The Ontario Divisional Court has upheld the LSUC's decision not to accredit Trinity Western University's Law School. The protection of individual equality was held to be paramount in this three judge panel ruling. The Ontario Law Society has a duty to ensure that there are no barriers to law school admittance for every qualified candidate.
“Simply put, in balancing the interests of the applicants [TWU] to freedom of religion and of the respondent’s [LSUC's] members and future members to equal opportunity, in the course of the exercise of its statutory authority, the respondent [Ontario Law Society] arrived at a reasonable conclusion,” reads the decision.
The ruling comes months after a Nova Scotia judge found that the Nova Scotia Barristers Society could not deny accreditation to Trinity Western, and ordered that it pay the university’s costs. The society said it intends to appeal.
At issue is Trinity Western University's "Community Covenant Agreement", which asks students to agree to abstain from sexual intimacy outside of heterosexual marriage.
The Ontario court decision said that if lesbian, gay or queer students want to attend the law school, they would have to “essentially bury a crucial component of their very identity, by forsaking any form of intimacy with those persons with whom they would wish to form a relationship.”
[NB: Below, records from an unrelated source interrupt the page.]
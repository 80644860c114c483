//! Connection event loop.
//!
//! One tokio task owns every piece of mutable connection state: the
//! transport, the outbound queue, the reconnect counter and the reconnect
//! timer. It reacts to three sources, one at a time:
//!
//! - Commands from [`RealtimeConnection`](super::RealtimeConnection) handles
//! - Generation-stamped [`TransportEvent`]s
//! - The reconnect deadline
//!
//! Because only this task mutates the state, no step of a transition can
//! interleave with another.

// ============================================================================
// Imports
// ============================================================================

use std::collections::VecDeque;
use std::panic::{AssertUnwindSafe, catch_unwind};
use std::sync::Arc;

use tokio::sync::{mpsc, watch};
use tokio::time::{Instant, sleep_until};
use tracing::{debug, error, info, trace, warn};
use url::Url;

use crate::error::Error;
use crate::events::EventBus;
use crate::protocol::{Request, decode_frame};
use crate::transport::{Connector, EventSender, Transport, TransportEvent, TransportEvents};

use super::core::{ConnectionState, ConnectionStatus, OpenHandler};
use super::options::ConnectionOptions;

// ============================================================================
// ConnectionCommand
// ============================================================================

/// Internal commands for the event loop.
#[derive(Debug)]
pub(crate) enum ConnectionCommand {
    /// Open a transport unless one exists.
    Connect,
    /// Close the transport without reconnecting.
    Disconnect,
    /// Queue a request for transmission.
    Send(Request),
    /// Close the transport and stop the loop.
    Shutdown,
}

// ============================================================================
// EventLoop
// ============================================================================

/// State owned by the event loop task.
pub(crate) struct EventLoop {
    url: Url,
    options: ConnectionOptions,
    connector: Arc<dyn Connector>,
    on_open: Option<OpenHandler>,
    bus: EventBus,
    status_tx: watch::Sender<ConnectionStatus>,
    events_tx: EventSender,

    state: ConnectionState,
    transport: Option<Box<dyn Transport>>,
    generation: u64,
    queue: VecDeque<Request>,
    attempts: u32,
    exhausted: bool,
    reconnect_at: Option<Instant>,
}

impl EventLoop {
    /// Creates the loop state.
    pub(crate) fn new(
        url: Url,
        options: ConnectionOptions,
        connector: Arc<dyn Connector>,
        on_open: Option<OpenHandler>,
        bus: EventBus,
        status_tx: watch::Sender<ConnectionStatus>,
        events_tx: EventSender,
    ) -> Self {
        Self {
            url,
            options,
            connector,
            on_open,
            bus,
            status_tx,
            events_tx,
            state: ConnectionState::Disconnected,
            transport: None,
            generation: 0,
            queue: VecDeque::new(),
            attempts: 0,
            exhausted: false,
            reconnect_at: None,
        }
    }

    /// Runs until shutdown or until every handle is dropped.
    pub(crate) async fn run(
        mut self,
        mut command_rx: mpsc::UnboundedReceiver<ConnectionCommand>,
        mut events_rx: mpsc::UnboundedReceiver<(u64, TransportEvent)>,
    ) {
        debug!(url = %self.url, "Connection event loop started");

        loop {
            let reconnect_at = self.reconnect_at;

            tokio::select! {
                command = command_rx.recv() => {
                    match command {
                        Some(ConnectionCommand::Connect) => self.connect(),
                        Some(ConnectionCommand::Disconnect) => self.disconnect(),
                        Some(ConnectionCommand::Send(request)) => self.enqueue(request),

                        Some(ConnectionCommand::Shutdown) => {
                            debug!("Shutdown command received");
                            break;
                        }

                        None => {
                            debug!("All connection handles dropped");
                            break;
                        }
                    }
                }

                // The loop holds a sender, so this channel never closes
                Some((generation, event)) = events_rx.recv() => {
                    self.handle_transport_event(generation, event);
                }

                () = sleep_until_deadline(reconnect_at) => {
                    self.reconnect_due();
                }
            }
        }

        self.disconnect();

        if !self.queue.is_empty() {
            debug!(pending = self.queue.len(), "Discarding queued messages on shutdown");
        }
        debug!("Connection event loop terminated");
    }

    // ========================================================================
    // Commands
    // ========================================================================

    /// Opens a transport unless one is already opening or open.
    fn connect(&mut self) {
        if self.transport.is_some() {
            trace!(state = ?self.state, "Connect ignored, transport exists");
            return;
        }

        if self.exhausted {
            debug!("Fresh connect after exhausted retries, resetting attempts");
            self.attempts = 0;
            self.exhausted = false;
        }

        self.reconnect_at = None;
        self.open_transport();
    }

    /// Closes the transport without scheduling a reconnect.
    fn disconnect(&mut self) {
        self.reconnect_at = None;
        self.attempts = 0;
        self.exhausted = false;

        if let Some(mut transport) = self.transport.take() {
            transport.close();
            info!(url = %self.url, generation = self.generation, "Disconnected");
        }

        self.set_state(ConnectionState::Disconnected);
    }

    /// Queues a request, connecting first if needed, then flushes.
    fn enqueue(&mut self, request: Request) {
        trace!(tag = request.tag(), pending = self.queue.len() + 1, "Request queued");
        self.queue.push_back(request);

        if self.state != ConnectionState::Open {
            self.connect();
        }

        self.flush();
    }

    // ========================================================================
    // Transport Events
    // ========================================================================

    fn handle_transport_event(&mut self, generation: u64, event: TransportEvent) {
        if generation != self.generation || self.transport.is_none() {
            trace!(generation, current = self.generation, ?event, "Ignoring event from discarded transport");
            return;
        }

        match event {
            TransportEvent::Opened => self.handle_open(),
            TransportEvent::Message(text) => self.handle_message(&text),
            TransportEvent::Error(message) => {
                // Recovery belongs to the close that follows
                warn!(generation, error = %message, "Transport error");
            }
            TransportEvent::Closed(reason) => self.handle_close(&reason),
        }
    }

    fn handle_open(&mut self) {
        self.attempts = 0;
        self.exhausted = false;
        self.set_state(ConnectionState::Open);
        info!(url = %self.url, generation = self.generation, pending = self.queue.len(), "Connection open");

        let frame = self.on_open.as_ref().and_then(|hook| {
            catch_unwind(AssertUnwindSafe(|| hook())).unwrap_or_else(|_| {
                error!("Open hook panicked, no handshake frame sent");
                None
            })
        });
        if let Some(frame) = frame {
            self.transmit_handshake(&frame);
        }

        self.flush();
    }

    fn handle_message(&self, text: &str) {
        match decode_frame(text) {
            Ok(response) => {
                let invoked = self.bus.dispatch(&response);
                trace!(tag = %response.tag(), session_id = %response.session_id(), invoked, "Frame dispatched");
            }

            Err(Error::UnknownTag { tag }) => {
                debug!(tag = %tag, "Dropping frame with unknown tag");
            }

            Err(e) => {
                warn!(error = %e, len = text.len(), "Dropping malformed frame");
            }
        }
    }

    fn handle_close(&mut self, reason: &str) {
        self.transport = None;
        self.state = ConnectionState::Disconnected;

        if self.attempts < self.options.max_reconnect_attempts {
            self.attempts += 1;
            let delay = self.options.reconnect_delay(self.attempts);
            self.reconnect_at = Some(Instant::now() + delay);

            info!(
                reason = %reason,
                attempt = self.attempts,
                max = self.options.max_reconnect_attempts,
                delay_ms = delay.as_millis() as u64,
                "Connection closed, scheduling reconnect"
            );
        } else {
            self.exhausted = true;
            warn!(
                reason = %reason,
                attempts = self.attempts,
                "Connection closed, reconnect attempts exhausted; call connect() to retry"
            );
        }

        self.publish();
    }

    fn reconnect_due(&mut self) {
        self.reconnect_at = None;

        if self.transport.is_none() {
            debug!(attempt = self.attempts, "Reconnecting");
            self.open_transport();
        }
    }

    // ========================================================================
    // Transmission
    // ========================================================================

    /// Transmits queued requests in order while the transport is open.
    fn flush(&mut self) {
        while self.state == ConnectionState::Open {
            let Some(request) = self.queue.front() else {
                break;
            };
            let tag = request.tag();

            let json = match serde_json::to_string(request) {
                Ok(json) => json,
                Err(e) => {
                    error!(tag, error = %e, "Failed to serialize request, dropping it");
                    self.queue.pop_front();
                    continue;
                }
            };

            let Some(transport) = self.transport.as_mut() else {
                break;
            };

            if let Err(e) = transport.send(json) {
                warn!(tag, error = %e, pending = self.queue.len(), "Transmit failed, keeping request queued");
                break;
            }

            self.queue.pop_front();
            trace!(tag, pending = self.queue.len(), "Request sent");
        }
    }

    /// Sends the open-hook frame ahead of the queue.
    fn transmit_handshake(&mut self, frame: &Request) {
        let Some(transport) = self.transport.as_mut() else {
            return;
        };

        let result = serde_json::to_string(frame)
            .map_err(Error::from)
            .and_then(|json| transport.send(json));

        match result {
            Ok(()) => trace!(tag = frame.tag(), "Handshake frame sent"),
            Err(e) => warn!(tag = frame.tag(), error = %e, "Failed to send handshake frame"),
        }
    }

    // ========================================================================
    // Helpers
    // ========================================================================

    fn open_transport(&mut self) {
        self.generation += 1;
        let events = TransportEvents::new(self.generation, self.events_tx.clone());

        debug!(url = %self.url, generation = self.generation, attempt = self.attempts, "Opening transport");

        self.transport = Some(self.connector.open(&self.url, events));
        self.set_state(ConnectionState::Connecting);
    }

    fn set_state(&mut self, state: ConnectionState) {
        self.state = state;
        self.publish();
    }

    fn publish(&self) {
        self.status_tx.send_replace(ConnectionStatus {
            state: self.state,
            reconnect_attempts: self.attempts,
            retries_exhausted: self.exhausted,
        });
    }
}

/// Sleeps until `deadline`, or forever if there is none.
async fn sleep_until_deadline(deadline: Option<Instant>) {
    match deadline {
        Some(deadline) => sleep_until(deadline).await,
        None => std::future::pending().await,
    }
}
LGBTQ students were not the only ones who would face discrimination as a result of the Covenant, the court found.
The “discrimination inherent in the Community Covenant extends not only to those persons, but also to women generally; to those persons of any gender who might prefer ... to live in a common law relationship rather than engage in the institution of marriage; and to those persons who have other religious beliefs,” the court decision stated.
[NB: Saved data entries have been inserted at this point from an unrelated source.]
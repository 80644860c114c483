//! Screener Stream - reconnecting realtime client for screener sessions.
//!
//! This library keeps one message-oriented connection to a realtime
//! screener endpoint, queues outbound requests until the connection is
//! ready, recovers from unexpected disconnects with bounded exponential
//! backoff, and dispatches inbound typed messages to listeners.
//!
//! # Architecture
//!
//! - **Transport**: opens a socket and reports open/message/error/close
//! - **Event bus**: listener registry keyed by message tag
//! - **Connection**: one event loop task owning transport, queue and
//!   reconnect state, shared through cheap handles
//!
//! Key properties:
//!
//! - Requests are sent exactly once, in `send_message` order, across any
//!   number of reconnects
//! - Runtime transport failures never surface as errors; they feed the
//!   reconnect cycle
//! - Malformed inbound frames are dropped without reaching listeners
//!
//! # Quick Start
//!
//! ```no_run
//! use screener_stream::{MessageTag, RealtimeConnection, Request, Result, SessionId};
//! use screener_stream::screener::auth_on_open;
//!
//! #[tokio::main]
//! async fn main() -> Result<()> {
//!     let connection = RealtimeConnection::builder()
//!         .url("ws://127.0.0.1:8080/ws")
//!         .on_open(auth_on_open(None))
//!         .build()?;
//!
//!     let session = SessionId::new("s1");
//!     let wanted = session.clone();
//!     let snapshot = connection.wait_for(MessageTag::ScreenerFullResponse, move |msg| {
//!         msg.session_id() == &wanted
//!     });
//!
//!     // Connects on demand
//!     connection.send_message(Request::subscribe(session, None));
//!
//!     let snapshot = snapshot.await?;
//!     println!("{:?}", snapshot.as_full().map(|s| s.total));
//!
//!     connection.shutdown();
//!     Ok(())
//! }
//! ```
//!
//! # Modules
//!
//! | Module | Description |
//! |--------|-------------|
//! | [`connection`] | [`RealtimeConnection`], builder, reconnect policy |
//! | [`error`] | Error types and [`Result`] alias |
//! | [`events`] | [`EventBus`] listener registry and [`WaitFor`] |
//! | [`identifiers`] | Type-safe ID wrappers |
//! | [`protocol`] | Wire message types |
//! | [`screener`] | Per-session helper |
//! | [`transport`] | Transport traits, WebSocket and in-memory transports |

// ============================================================================
// Modules
// ============================================================================

/// Realtime connection handle, builder and policy.
pub mod connection;

/// Error types and result aliases.
///
/// All fallible operations return [`Result<T>`] which uses [`Error`].
pub mod error;

/// Typed listener registry.
pub mod events;

/// Type-safe identifiers.
pub mod identifiers;

/// Wire protocol message types.
pub mod protocol;

/// Screener session helper.
pub mod screener;

/// Message-oriented transport layer.
pub mod transport;

// ============================================================================
// Re-exports
// ============================================================================

// Connection types
pub use connection::{
    ConnectionBuilder, ConnectionOptions, ConnectionState, ConnectionStatus, RealtimeConnection,
};

// Error types
pub use error::{Error, Result};

// Event types
pub use events::{EventBus, WaitFor};

// Identifier types
pub use identifiers::{ListenerId, SessionId};

// Protocol types
pub use protocol::{
    Cell, FullSnapshot, MessageTag, MetaUpdate, PartialUpdate, Request, Response, ScreenerPatch,
    SessionAck,
};

// Screener types
pub use screener::ScreenerSession;

// Transport types
pub use transport::{Connector, MemoryConnector, Transport, TransportEvents, WebSocketConnector};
If students contravene the agreement, the school can expel them. Critics have argued the provision infringes anti-discrimination provisions of the Charter and disqualifies it from teaching constitutional law.
In Thursday’s decision, the three judges found that benchers at the Law Society were well aware their vote could limit religious freedom. In voting against accreditation, benchers wrestled with how to balance that infringement with their duty to ensure that there are no barriers to law school admittance for every qualified candidate.